**MATERIAL FOR THIS EXERCISE**
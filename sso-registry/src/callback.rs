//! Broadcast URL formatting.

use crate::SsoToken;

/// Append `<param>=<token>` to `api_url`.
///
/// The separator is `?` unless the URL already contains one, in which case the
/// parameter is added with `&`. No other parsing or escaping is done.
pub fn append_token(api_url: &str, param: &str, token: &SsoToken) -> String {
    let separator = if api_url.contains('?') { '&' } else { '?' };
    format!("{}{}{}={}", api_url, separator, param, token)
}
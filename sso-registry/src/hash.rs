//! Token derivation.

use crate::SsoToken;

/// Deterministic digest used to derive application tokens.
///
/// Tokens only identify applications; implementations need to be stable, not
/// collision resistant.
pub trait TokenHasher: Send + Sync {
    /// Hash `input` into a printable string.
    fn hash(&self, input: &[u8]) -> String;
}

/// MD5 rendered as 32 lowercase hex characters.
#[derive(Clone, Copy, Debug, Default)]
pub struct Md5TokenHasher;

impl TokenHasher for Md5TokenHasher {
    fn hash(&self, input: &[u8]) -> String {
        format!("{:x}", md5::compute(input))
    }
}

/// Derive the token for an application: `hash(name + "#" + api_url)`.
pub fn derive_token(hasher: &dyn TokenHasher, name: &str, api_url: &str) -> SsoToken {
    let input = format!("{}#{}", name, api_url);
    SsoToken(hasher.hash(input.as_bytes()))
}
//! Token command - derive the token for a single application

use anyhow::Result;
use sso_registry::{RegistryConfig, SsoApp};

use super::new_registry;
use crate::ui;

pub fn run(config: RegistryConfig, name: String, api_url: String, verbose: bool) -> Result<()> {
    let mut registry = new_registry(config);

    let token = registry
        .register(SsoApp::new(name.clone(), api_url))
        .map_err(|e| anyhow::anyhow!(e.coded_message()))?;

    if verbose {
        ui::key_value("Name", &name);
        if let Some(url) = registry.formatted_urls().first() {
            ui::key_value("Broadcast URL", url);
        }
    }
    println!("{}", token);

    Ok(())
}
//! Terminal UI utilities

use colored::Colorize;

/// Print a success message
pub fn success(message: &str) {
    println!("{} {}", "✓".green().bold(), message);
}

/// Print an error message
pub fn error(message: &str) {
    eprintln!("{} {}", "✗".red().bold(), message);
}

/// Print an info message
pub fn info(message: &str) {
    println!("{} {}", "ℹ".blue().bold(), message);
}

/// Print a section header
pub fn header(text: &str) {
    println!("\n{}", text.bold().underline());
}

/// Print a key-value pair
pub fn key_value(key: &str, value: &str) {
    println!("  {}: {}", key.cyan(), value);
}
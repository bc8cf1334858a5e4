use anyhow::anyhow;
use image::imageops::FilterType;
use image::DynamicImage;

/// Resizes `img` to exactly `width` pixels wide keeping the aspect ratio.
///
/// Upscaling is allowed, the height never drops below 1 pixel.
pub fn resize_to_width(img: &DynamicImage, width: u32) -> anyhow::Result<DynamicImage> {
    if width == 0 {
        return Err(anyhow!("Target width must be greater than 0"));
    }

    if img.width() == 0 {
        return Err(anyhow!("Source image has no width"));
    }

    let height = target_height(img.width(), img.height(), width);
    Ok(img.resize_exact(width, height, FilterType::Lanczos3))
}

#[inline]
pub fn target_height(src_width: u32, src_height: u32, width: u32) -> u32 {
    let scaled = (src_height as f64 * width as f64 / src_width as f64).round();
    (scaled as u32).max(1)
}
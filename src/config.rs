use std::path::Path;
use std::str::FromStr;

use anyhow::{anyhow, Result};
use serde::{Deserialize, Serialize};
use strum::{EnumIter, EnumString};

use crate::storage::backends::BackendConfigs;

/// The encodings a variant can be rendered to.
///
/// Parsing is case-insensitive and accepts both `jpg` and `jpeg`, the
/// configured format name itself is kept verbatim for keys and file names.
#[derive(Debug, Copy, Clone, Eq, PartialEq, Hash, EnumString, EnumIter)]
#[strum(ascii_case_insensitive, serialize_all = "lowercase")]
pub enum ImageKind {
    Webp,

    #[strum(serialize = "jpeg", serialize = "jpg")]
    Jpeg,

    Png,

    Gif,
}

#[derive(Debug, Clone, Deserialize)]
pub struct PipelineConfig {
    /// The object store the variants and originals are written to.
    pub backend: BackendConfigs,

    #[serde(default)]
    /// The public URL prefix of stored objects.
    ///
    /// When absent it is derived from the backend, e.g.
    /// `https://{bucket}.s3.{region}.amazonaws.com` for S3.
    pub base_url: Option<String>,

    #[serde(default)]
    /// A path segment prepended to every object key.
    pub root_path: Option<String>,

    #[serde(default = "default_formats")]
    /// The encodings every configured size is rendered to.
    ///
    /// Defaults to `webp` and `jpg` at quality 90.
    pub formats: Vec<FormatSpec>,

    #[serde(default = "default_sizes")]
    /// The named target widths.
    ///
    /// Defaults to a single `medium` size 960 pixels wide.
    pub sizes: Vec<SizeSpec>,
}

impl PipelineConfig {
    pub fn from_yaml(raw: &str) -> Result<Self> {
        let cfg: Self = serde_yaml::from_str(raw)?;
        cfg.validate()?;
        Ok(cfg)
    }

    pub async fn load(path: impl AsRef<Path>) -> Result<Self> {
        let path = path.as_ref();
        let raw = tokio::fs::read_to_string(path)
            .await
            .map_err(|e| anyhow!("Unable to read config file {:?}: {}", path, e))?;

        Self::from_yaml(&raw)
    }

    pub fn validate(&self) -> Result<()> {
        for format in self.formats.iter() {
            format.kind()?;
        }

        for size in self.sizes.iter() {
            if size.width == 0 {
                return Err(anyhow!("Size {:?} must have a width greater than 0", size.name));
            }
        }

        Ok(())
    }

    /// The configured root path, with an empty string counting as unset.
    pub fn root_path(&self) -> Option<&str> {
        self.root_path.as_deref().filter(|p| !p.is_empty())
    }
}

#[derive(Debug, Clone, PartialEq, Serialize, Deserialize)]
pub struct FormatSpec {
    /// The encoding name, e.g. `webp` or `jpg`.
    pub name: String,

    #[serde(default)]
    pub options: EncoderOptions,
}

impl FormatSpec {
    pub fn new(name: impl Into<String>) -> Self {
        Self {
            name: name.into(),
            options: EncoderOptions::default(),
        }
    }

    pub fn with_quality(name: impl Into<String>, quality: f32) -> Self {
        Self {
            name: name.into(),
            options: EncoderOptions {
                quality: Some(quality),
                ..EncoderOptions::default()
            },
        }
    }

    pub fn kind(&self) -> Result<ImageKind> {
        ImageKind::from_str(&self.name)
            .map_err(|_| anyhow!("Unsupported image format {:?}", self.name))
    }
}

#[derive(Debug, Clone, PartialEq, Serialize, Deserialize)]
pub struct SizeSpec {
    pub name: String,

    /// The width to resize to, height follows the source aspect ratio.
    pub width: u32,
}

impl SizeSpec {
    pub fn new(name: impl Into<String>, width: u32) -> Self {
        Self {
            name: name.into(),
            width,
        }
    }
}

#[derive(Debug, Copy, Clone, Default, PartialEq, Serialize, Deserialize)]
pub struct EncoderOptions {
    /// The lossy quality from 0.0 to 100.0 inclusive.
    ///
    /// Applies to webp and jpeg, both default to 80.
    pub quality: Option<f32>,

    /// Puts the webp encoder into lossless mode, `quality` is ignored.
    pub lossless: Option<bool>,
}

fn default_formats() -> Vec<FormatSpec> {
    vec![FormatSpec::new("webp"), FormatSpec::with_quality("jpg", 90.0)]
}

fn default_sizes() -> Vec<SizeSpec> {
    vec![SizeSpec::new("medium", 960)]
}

**REQUIRED ACTION**
Restate, word for word and with nothing added, the lines from the beginning of the records above through the line that contains "pub trait TokenHasher: Send".

**TASK OUTPUT**
filename sso-registry/src/callback.rs
//! Broadcast URL formatting.

use crate::SsoToken;

/// Append `<param>=<token>` to `api_url`.
///
/// The separator is `?` unless the URL already contains one, in which case the
/// parameter is added with `&`. No other parsing or escaping is done.
pub fn append_token(api_url: &str, param: &str, token: &SsoToken) -> String {
    let separator = if api_url.contains('?') { '&' } else { '?' };
    format!("{}{}{}={}", api_url, separator, param, token)
}
filename sso-registry/src/hash.rs
//! Token derivation.

use crate::SsoToken;

/// Deterministic digest used to derive application tokens.
///
/// Tokens only identify applications; implementations need to be stable, not
/// collision resistant.
pub trait TokenHasher: Send + Sync {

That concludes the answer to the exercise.